Wednesday, December 15, 2004

Incentives and Intentions

Yesterday I endured one of those “how-do-we-do-this” operations meetings that drive managers to drink. (Happily, I was an invited guest for one meeting, as opposed to a member of the committee.) Without going into too much gory detail, the gist of it was how to get ‘continuing’ students (those who have already been here for at least one semester) to register online, rather than in-person. It’s fairly important for the college, since online registration saves a tremendous amount of labor. Most students have already made the switch, but there’s a non-trivial contingent that has steadfastly refused.

Leaving aside the dreary which-screen-is-which and which-bugs-can’t-we-fix discussions, the drift of the conversation was towards how to convince the holdout students to go online. Revealingly, everybody’s first instinct was to hold a series of workshops to teach the students how to navigate the website.

The group spent about a half hour discussing the logistics of the workshops, who would run them, and the like, while I sat in mute disbelief. When I finally couldn’t stand it anymore, I asked why we don’t just charge the in-person registrants an extra fee; premium service justifies a premium rate. Line up the incentives, and the behavior will follow.

There was a pause, followed by a round of “oooo.” You’d think I had landed from Mars.

In the years that this committee had been meeting, nobody had ever raised the issue of incentives. I was amazed.
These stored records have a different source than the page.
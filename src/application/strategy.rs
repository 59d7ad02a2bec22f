//! How a generation is computed.
//!
//! Both strategies produce the same grid; parallel only pays off once the
//! grid is large enough to amortise rayon's scheduling.

/// Available step implementations
#[derive(Clone, Copy, Debug, PartialEq, Eq, Default)]
pub enum StepStrategy {
    /// Row-major, one thread
    #[default]
    Serial,
    /// Rows split across the rayon pool
    Parallel,
}

impl StepStrategy {
    /// Pick a strategy for a grid holding `cells` cells
    pub fn for_cell_count(cells: usize, parallel_threshold: usize) -> Self {
        if cells >= parallel_threshold {
            StepStrategy::Parallel
        } else {
            StepStrategy::Serial
        }
    }

    pub fn name(&self) -> &'static str {
        match self {
            StepStrategy::Serial => "Serial",
            StepStrategy::Parallel => "Parallel",
        }
    }
}

#[cfg(test)]
mod tests {
    use super::*;

    #[test]
    fn test_threshold_selects_parallel() {
        assert_eq!(StepStrategy::for_cell_count(39_999, 40_000), StepStrategy::Serial);
        assert_eq!(StepStrategy::for_cell_count(40_000, 40_000), StepStrategy::Parallel);
    }

    #[test]
    fn test_names_are_unique() {
        assert_ne!(StepStrategy::Serial.name(), StepStrategy::Parallel.name());
    }
}
use macroquad::color::{hsl_to_rgb, rgb_to_hsl};
use macroquad::prelude::*;

use crate::application::SimulationState;
use crate::domain::{Cell, Grid, Zone};

/// Gap between a cell's circle and its square
pub const CELL_PADDING: f32 = 3.0;
/// Degrees the hue travels over a cell's lifetime
pub const AGE_HUE_SHIFT: f32 = 300.0;
/// Degrees per tick the zone base hues drift
pub const ZONE_HUE_DRIFT: f32 = 0.5;
/// Hue separation between neighboring zones
pub const ZONE_HUE_SEPARATION: f32 = 90.0;
/// Share of lightness an old cell loses
pub const AGE_DIMMING: f32 = 0.6;

/// Grid size that fits a viewport.
/// Any non-positive input yields an empty grid.
pub fn viewport_grid_size(width: f32, height: f32, cell_size: f32) -> (usize, usize) {
    if !(width > 0.0 && height > 0.0 && cell_size > 0.0) {
        return (0, 0);
    }
    let cells = |dimension: f32| ((dimension / cell_size).floor() as usize).max(1);
    (cells(width), cells(height))
}

/// 0 for a newborn, 1 for a cell at its zone's age limit
pub fn age_ratio(age: u32, max_age: u32) -> f32 {
    if max_age <= 1 {
        return 1.0;
    }
    (age.saturating_sub(1) as f32 / (max_age - 1) as f32).min(1.0)
}

/// Maps cell state to color, starting from one base color
#[derive(Clone, Copy, Debug)]
pub struct CellPalette {
    /// Degrees
    base_hue: f32,
    saturation: f32,
    lightness: f32,
}

impl CellPalette {
    pub fn new(base: Color) -> Self {
        let (h, s, l) = rgb_to_hsl(base);
        Self {
            base_hue: h * 360.0,
            saturation: s,
            lightness: l,
        }
    }

    /// Hue in degrees for a cell in `zone` at the given age ratio
    pub fn hue(&self, zone: Zone, age_ratio: f32, hue_tick: u64) -> f32 {
        let drift = (hue_tick as f64 * ZONE_HUE_DRIFT as f64 % 360.0) as f32;
        let zone_offset = (zone.id() as f32 * ZONE_HUE_SEPARATION + drift) % 360.0;
        let cell_hue = (self.base_hue + zone_offset) % 360.0;
        (cell_hue + age_ratio * AGE_HUE_SHIFT) % 360.0
    }

    /// Color for a cell, or None when there is nothing to draw
    pub fn color(&self, cell: Cell, zone: Zone, max_age: u32, hue_tick: u64, fade_frames: u8) -> Option<Color> {
        let age = cell.age()?;
        let opacity = cell.opacity(fade_frames);
        if opacity <= 0.0 {
            return None;
        }
        let ratio = age_ratio(age, max_age);
        let hue = self.hue(zone, ratio, hue_tick);
        let lightness = self.lightness * (1.0 - ratio * AGE_DIMMING);
        let mut color = hsl_to_rgb(hue / 360.0, self.saturation, lightness);
        color.a = opacity;
        Some(color)
    }
}

impl Default for CellPalette {
    fn default() -> Self {
        Self::new(Color::from_rgba(9, 255, 0, 255))
    }
}

/// Draw every visible cell as a small circle on a black background
pub fn draw_grid(grid: &Grid, state: &SimulationState, palette: &CellPalette, cell_size: f32) {
    clear_background(BLACK);

    let radius = ((cell_size / 2.0) - CELL_PADDING).max(0.5) / 4.0;
    let half = cell_size / 2.0;
    let fade_frames = grid.fade_frames();

    for (x, y, cell) in grid.iter_cells() {
        let zone = grid.zone_of(x, y);
        let max_age = zone.max_age(grid.zones().base_max_age());
        if let Some(color) = palette.color(cell, zone, max_age, state.hue_tick, fade_frames) {
            draw_circle(x as f32 * cell_size + half, y as f32 * cell_size + half, radius, color);
        }
    }
}
mod cell;
mod error;
mod grid;
mod rules;
mod zones;

pub use cell::Cell;
pub use error::{ConfigError, GridError};
pub use grid::Grid;
pub use rules::{
    MAX_NEIGHBORS, NeighborSet, RuleDraw, RuleGenerator, RuleMode, RuleSet, pick_uniform_distinct,
    pick_weighted_distinct,
};
pub use zones::{ZONE_DIVISIONS, Zone, ZoneModel};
Students who like to register in person do so because they don’t want to be bothered to learn another way, and/or because they like to be served. Workshops won’t change either of those; those who don’t want to be bothered certainly won’t be bothered to go to a workshop, and those who like to be served won’t attend, either. Workshops make sense if the desire is there but the know-how isn’t; with this population, it’s (almost) entirely the other way round.

The conversation that ensued was much more animated, but also revealing. As educators in a nonprofit setting, we’re so used to the ‘service’ ethic that the idea of intentionally creating an inconvenience is almost blasphemy. (That’s not to say that we don’t create inconveniences – we absolutely do – but they’re byproducts, not goals.) I argued that the same students who bitch, moan, and whine about having to navigate a website when in-person is available will miraculously get over it when it saves them fifty bucks. Those who are simply too prima donna-ish to bother are welcome to pay extra.

I’m not generally a fan of the run-it-like-a-business school of thought, but a little attention to motivation seems like a good idea.

The idea didn’t carry, of course – much too radical, and the Board of Trustees would have to approve it, which they wouldn’t, because it looks like a tax or it might disadvantage somebody or it’s just too complicated – but at least it shifted the discussion for a moment.